Erin and I headed towards Zomba Plateau this weekend.I met her while hiking Mulange. Parts of the road to Zomba are under construction and our driver Hassan took a number of detours over rocky and bumpy dirt roads.We passed the notorious Zomba Central Prison which is the largest prison in Malawi.It is meant to be for about 800 prisoners but it is so overcrowded that it is housing three times the number of inmates with prisoners packed like sardines in their sleeping arrangement. The prevalence of HIV and TB is not known but is believed to be high.

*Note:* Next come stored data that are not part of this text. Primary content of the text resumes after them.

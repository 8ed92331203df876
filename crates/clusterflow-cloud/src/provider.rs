//! Collaborator traits
//!
//! Every external tool the workflow drives sits behind one of these traits,
//! so the workflow can run against fakes in tests.

use crate::context::ExecutionContext;
use crate::error::Result;
use async_trait::async_trait;
use clusterflow_core::ClusterIdentity;
use std::fmt;
use std::path::{Path, PathBuf};

/// Outcome of a check whose failure is an expected, recoverable signal
/// rather than an error (an absent cluster, a not-yet-reachable API).
#[derive(Debug, Clone, PartialEq, Eq)]
pub enum Probe {
    Succeeded,
    Failed(String),
}

impl Probe {
    pub fn is_success(&self) -> bool {
        matches!(self, Probe::Succeeded)
    }

    /// Collapse any result into a probe, keeping the error text as reason.
    pub fn from_result<T, E: fmt::Display>(result: std::result::Result<T, E>) -> Self {
        match result {
            Ok(_) => Probe::Succeeded,
            Err(e) => Probe::Failed(e.to_string()),
        }
    }
}

/// Remote backend settings for `init`.
#[derive(Debug, Clone, PartialEq, Eq)]
pub struct BackendConfig {
    pub bucket: String,
    pub key: String,
}

impl BackendConfig {
    /// State key of the main infra document set.
    pub const INFRA_STATE_KEY: &'static str = "terraform/terraform.tfstate";

    pub fn for_cluster(identity: &ClusterIdentity) -> Self {
        Self {
            bucket: identity.state_bucket().to_string(),
            key: Self::INFRA_STATE_KEY.to_string(),
        }
    }
}

/// Arguments of one infra `apply`.
#[derive(Debug, Clone, PartialEq, Eq)]
pub struct ApplyRequest {
    /// `-var key=value` pairs, in order.
    pub variables: Vec<(String, String)>,
    /// Absolute paths of `-var-file`s, in order.
    pub var_files: Vec<PathBuf>,
    pub auto_approve: bool,
    pub refresh: bool,
}

impl ApplyRequest {
    /// Request carrying the variables every document set receives.
    pub fn for_cluster(identity: &ClusterIdentity, var_files: Vec<PathBuf>) -> Self {
        Self {
            variables: vec![
                ("cluster_name".to_string(), identity.name().to_string()),
                (
                    "state_bucket_name".to_string(),
                    identity.state_bucket().to_string(),
                ),
            ],
            var_files,
            auto_approve: false,
            refresh: true,
        }
    }

    pub fn auto_approve(mut self, auto_approve: bool) -> Self {
        self.auto_approve = auto_approve;
        self
    }

    pub fn refresh(mut self, refresh: bool) -> Self {
        self.refresh = refresh;
        self
    }
}

/// Declarative infrastructure applier (terraform).
#[async_trait]
pub trait InfraApplier: Send + Sync {
    fn name(&self) -> &str;

    /// Initialize the document set in `dir`, with a remote backend when given.
    async fn init(
        &self,
        ctx: &ExecutionContext,
        dir: &Path,
        backend: Option<&BackendConfig>,
    ) -> Result<()>;

    async fn apply(&self, ctx: &ExecutionContext, dir: &Path, request: &ApplyRequest)
    -> Result<()>;

    /// Raw output document of the document set in `dir`.
    async fn output(&self, ctx: &ExecutionContext, dir: &Path) -> Result<Vec<u8>>;
}

/// Kubernetes cluster manager (kops).
#[async_trait]
pub trait ClusterManager: Send + Sync {
    fn name(&self) -> &str;

    /// Whether the cluster is registered in the state store.
    async fn get_cluster(&self, ctx: &ExecutionContext) -> Probe;

    /// Register (or overwrite) the cluster spec read from `spec`.
    async fn replace_cluster_spec(&self, ctx: &ExecutionContext, spec: &str, force: bool)
    -> Result<()>;

    /// Emit the infra document for the cluster into `out_dir`.
    async fn update_cluster(
        &self,
        ctx: &ExecutionContext,
        out_dir: &Path,
        create_kubeconfig: bool,
    ) -> Result<()>;

    async fn export_admin_kubeconfig(&self, ctx: &ExecutionContext, path: &Path) -> Result<()>;

    async fn rolling_update(&self, ctx: &ExecutionContext, cloud_only: bool) -> Result<()>;

    /// Validation report on stdout. A failing validation still yields its
    /// report; only a failure to run at all is an error.
    async fn validate(&self, ctx: &ExecutionContext) -> Result<Vec<u8>>;
}

/// Kubernetes API client (kubectl).
#[async_trait]
pub trait ClusterApi: Send + Sync {
    fn name(&self) -> &str;

    async fn apply_manifests(&self, ctx: &ExecutionContext, manifests: &str) -> Result<()>;

    /// Cheap authenticated read against the API.
    async fn probe(&self, ctx: &ExecutionContext) -> Probe;
}

/// Remote object store holding the state bucket.
#[async_trait]
pub trait ObjectStore: Send + Sync {
    async fn bucket_exists(&self, bucket: &str) -> Result<bool>;

    async fn get_object(&self, bucket: &str, key: &str) -> Result<Option<Vec<u8>>>;

    async fn put_object(&self, bucket: &str, key: &str, body: Vec<u8>) -> Result<()>;

    /// Create `key` only if it does not exist yet. Returns whether it was
    /// created.
    async fn put_object_if_absent(&self, bucket: &str, key: &str, body: Vec<u8>) -> Result<bool>;

    async fn delete_object(&self, bucket: &str, key: &str) -> Result<()>;
}
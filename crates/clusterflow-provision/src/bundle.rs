//! Asset bundle
//!
//! The directory the workflow's definitions and templates are read from:
//!
//! ```text
//! <assets>/
//!   tf_state/   bootstrap infra definition (state bucket)
//!   tf/         full infra definition
//!   kops/       cluster spec templates, concatenated by file name
//!   k8s/*.yaml  in-cluster manifest templates (optional)
//! ```

use crate::error::{ProvisionError, Result};
use clusterflow_cloud::{AssetStore, Destination};
use std::path::{Path, PathBuf};
use tokio::fs;
use tracing::debug;

pub const BOOTSTRAP_DIR: &str = "tf_state";
pub const INFRA_DIR: &str = "tf";
pub const CLUSTER_SPEC_DIR: &str = "kops";
pub const MANIFEST_DIR: &str = "k8s";

/// A named template source.
#[derive(Debug, Clone, PartialEq, Eq)]
pub struct Template {
    pub name: String,
    pub source: String,
}

#[derive(Debug, Clone)]
pub struct AssetBundle {
    root: PathBuf,
    cluster_spec: Vec<Template>,
    manifests: Vec<Template>,
}

impl AssetBundle {
    pub async fn load(root: impl Into<PathBuf>) -> Result<Self> {
        let root = root.into();
        for dir in [BOOTSTRAP_DIR, INFRA_DIR, CLUSTER_SPEC_DIR] {
            if !root.join(dir).is_dir() {
                return Err(ProvisionError::MissingBundle(root.join(dir)));
            }
        }

        let cluster_spec = read_templates(&root.join(CLUSTER_SPEC_DIR), None).await?;
        if cluster_spec.is_empty() {
            return Err(ProvisionError::EmptyClusterSpec(root.join(CLUSTER_SPEC_DIR)));
        }

        let manifest_dir = root.join(MANIFEST_DIR);
        let manifests = if manifest_dir.is_dir() {
            read_templates(&manifest_dir, Some("yaml")).await?
        } else {
            Vec::new()
        };

        debug!(
            root = %root.display(),
            cluster_spec = cluster_spec.len(),
            manifests = manifests.len(),
            "Loaded asset bundle"
        );
        Ok(Self {
            root,
            cluster_spec,
            manifests,
        })
    }

    pub fn cluster_spec(&self) -> &[Template] {
        &self.cluster_spec
    }

    pub fn manifests(&self) -> &[Template] {
        &self.manifests
    }

    /// Stage both infra definitions as local-only assets.
    pub async fn stage_definitions(&self, assets: &mut AssetStore) -> Result<usize> {
        let mut staged = 0;
        for dir in [BOOTSTRAP_DIR, INFRA_DIR] {
            staged += assets
                .stage_dir(&self.root.join(dir), dir, Destination::Local)
                .await?;
        }
        Ok(staged)
    }
}

/// Regular files directly in `dir`, sorted by name.
async fn read_templates(dir: &Path, extension: Option<&str>) -> Result<Vec<Template>> {
    let mut templates = Vec::new();
    let mut entries = fs::read_dir(dir).await?;
    while let Some(entry) = entries.next_entry().await? {
        let path = entry.path();
        if !entry.file_type().await?.is_file() {
            continue;
        }
        if let Some(ext) = extension
            && path.extension().and_then(|e| e.to_str()) != Some(ext)
        {
            continue;
        }

        templates.push(Template {
            name: entry.file_name().to_string_lossy().into_owned(),
            source: fs::read_to_string(&path).await?,
        });
    }
    templates.sort_by(|a, b| a.name.cmp(&b.name));
    Ok(templates)
}
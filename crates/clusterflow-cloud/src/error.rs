//! Collaborator error types

use thiserror::Error;

#[derive(Error, Debug)]
pub enum CloudError {
    #[error("Command execution failed: {program} ({status})\n{stderr}")]
    CommandFailed {
        program: String,
        status: String,
        stderr: String,
    },

    #[error("Storage error: {0}")]
    StorageError(String),

    #[error("Lock acquisition failed: {0}")]
    LockError(String),

    #[error("Invalid asset path '{0}': must be relative and stay inside the working directory")]
    InvalidAssetPath(String),

    #[error("Invalid asset pattern '{pattern}': {message}")]
    InvalidPattern { pattern: String, message: String },

    #[error(transparent)]
    Core(#[from] clusterflow_core::CoreError),

    #[error("IO error: {0}")]
    Io(#[from] std::io::Error),

    #[error("JSON error: {0}")]
    Json(#[from] serde_json::Error),
}

pub type Result<T> = std::result::Result<T, CloudError>;
pub mod create;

We did not stop at Zomba but instead drove up to the plateau. The day was hot and hazy. As we turned into the road that led up to the slope of the plareau, a sign said, "Welcome to Casa Blanca". Many women, girls and some boys were carrying heavy bundles of firewood from the plateau to the town to sell. Because of the distance they had to travel a piece of wood could fetch 50 to 100 kwacha (15 to 30 cents). Again we rarely saw any man doing this kind of heavy work. Hassan said it is cultural. Most of the heavy work is designated for women including tilling the land and if a man is seen doing the chores he is not considered manly enough. That is not to say that there are men who do till the land and chip boulders. If a man earns any kwacha, most of it goes to drinks not to the family, unlike the women who think of feeding her family. The boys we saw carrying the wood bundles are selling them for their own spending. As we drove higher we saw men selling wild berries: strawberries, blackberries, mulberries, gooseberries, raspberries and passion fruits. They were very sweet and tasty. Being Muzungus, we were charged Muzungu prices.

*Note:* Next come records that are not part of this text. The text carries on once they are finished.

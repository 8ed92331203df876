//! External process runner
//!
//! The only place the execution context turns into environment variables.

use crate::error::{AwsError, Result};
use clusterflow_cloud::ExecutionContext;
use std::io::ErrorKind;
use std::path::{Path, PathBuf};
use std::process::Stdio;
use tokio::io::AsyncWriteExt;
use tokio::process::Command;

/// How a command's standard streams are wired.
#[derive(Debug, Clone, Copy, PartialEq, Eq)]
pub enum Streams {
    /// Capture stdout and stderr.
    Captured,
    /// Share the terminal, for long-running or prompting commands.
    Inherited,
}

#[derive(Debug, Clone)]
pub struct Invocation {
    program: String,
    args: Vec<String>,
    cwd: Option<PathBuf>,
    stdin: Option<Vec<u8>>,
    streams: Streams,
}

#[derive(Debug, Clone)]
pub struct CommandOutput {
    pub success: bool,
    pub status: String,
    pub stdout: Vec<u8>,
    pub stderr: String,
}

impl Invocation {
    pub fn new(program: impl Into<String>, args: Vec<String>) -> Self {
        Self {
            program: program.into(),
            args,
            cwd: None,
            stdin: None,
            streams: Streams::Captured,
        }
    }

    pub fn current_dir(mut self, dir: &Path) -> Self {
        self.cwd = Some(dir.to_path_buf());
        self
    }

    pub fn stdin(mut self, input: impl Into<Vec<u8>>) -> Self {
        self.stdin = Some(input.into());
        self
    }

    pub fn inherit_output(mut self) -> Self {
        self.streams = Streams::Inherited;
        self
    }

    /// Run to completion. A non-zero exit is reported in the output, not as
    /// an error.
    pub async fn output(&self, ctx: &ExecutionContext) -> Result<CommandOutput> {
        let mut cmd = Command::new(&self.program);
        cmd.args(&self.args);
        cmd.envs(ctx.env_vars());
        if let Some(dir) = &self.cwd {
            cmd.current_dir(dir);
        }

        cmd.stdin(if self.stdin.is_some() {
            Stdio::piped()
        } else if self.streams == Streams::Inherited {
            Stdio::inherit()
        } else {
            Stdio::null()
        });
        match self.streams {
            Streams::Captured => {
                cmd.stdout(Stdio::piped());
                cmd.stderr(Stdio::piped());
            }
            Streams::Inherited => {
                cmd.stdout(Stdio::inherit());
                cmd.stderr(Stdio::inherit());
            }
        }

        tracing::debug!("Running: {} {}", self.program, self.args.join(" "));

        let mut child = cmd.spawn().map_err(|e| match e.kind() {
            ErrorKind::NotFound => AwsError::ToolNotFound(self.program.clone()),
            _ => AwsError::IoError(e),
        })?;

        // Stdin is fed while the output pipes drain, so a child that writes
        // before it has read all of its input cannot block on a full pipe.
        let pipe = child.stdin.take();
        let feed = async {
            if let (Some(input), Some(mut pipe)) = (&self.stdin, pipe) {
                pipe.write_all(input).await?;
                // Closing stdin lets the child see EOF.
                drop(pipe);
            }
            Ok::<_, std::io::Error>(())
        };
        let (fed, output) = tokio::join!(feed, child.wait_with_output());
        let output = output?;
        match fed {
            // A child may exit without reading everything; its status says
            // whether that was a failure.
            Err(e) if e.kind() != ErrorKind::BrokenPipe => return Err(e.into()),
            _ => {}
        }
        Ok(CommandOutput {
            success: output.status.success(),
            status: output.status.to_string(),
            stdout: output.stdout,
            stderr: String::from_utf8_lossy(&output.stderr).trim().to_string(),
        })
    }

    /// Run and fail on a non-zero exit.
    pub async fn run(&self, ctx: &ExecutionContext) -> Result<CommandOutput> {
        let output = self.output(ctx).await?;
        if !output.success {
            return Err(AwsError::CommandFailed {
                program: self.program.clone(),
                status: output.status,
                stderr: if output.stderr.is_empty() {
                    "see output above".to_string()
                } else {
                    output.stderr
                },
            });
        }
        Ok(output)
    }
}

/// Owned argument list from string slices.
pub(crate) fn args(parts: &[&str]) -> Vec<String> {
    parts.iter().map(|s| s.to_string()).collect()
}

We asked if a woman sells the wood at the market, who takes care of her children? Hassan said the older children or the grandmother if the children are young.But I have seen women carrying baby on their back with a bundle of goods to sell atop their head. Erin thought the women here need “women’s lib” and again we asked why they even bother to get married, Hassan answered with a hearty laugh, “They want what the men can work at night.” And after a pause he chuckled, “They don’t know that they can have it any time of the day.”
I said, “They work too hard during the day.”
Ku Chawe Hotel, a posh hotel sits at the very top of the plateau. The plateau is several kilometers across, windy and cool. Queen Elizabeth and Emperor Haile Selassie came to Zomba Plateau by helicopters and both had viewpoints named after them, but the best one yet was an unnamed viewpoint that Hassan took us to, too rocky for a helicopter landing. The day was hazy mostly from the burning of the mountains so we could not see too clearly but we imagine Mulange in the indistinct distance.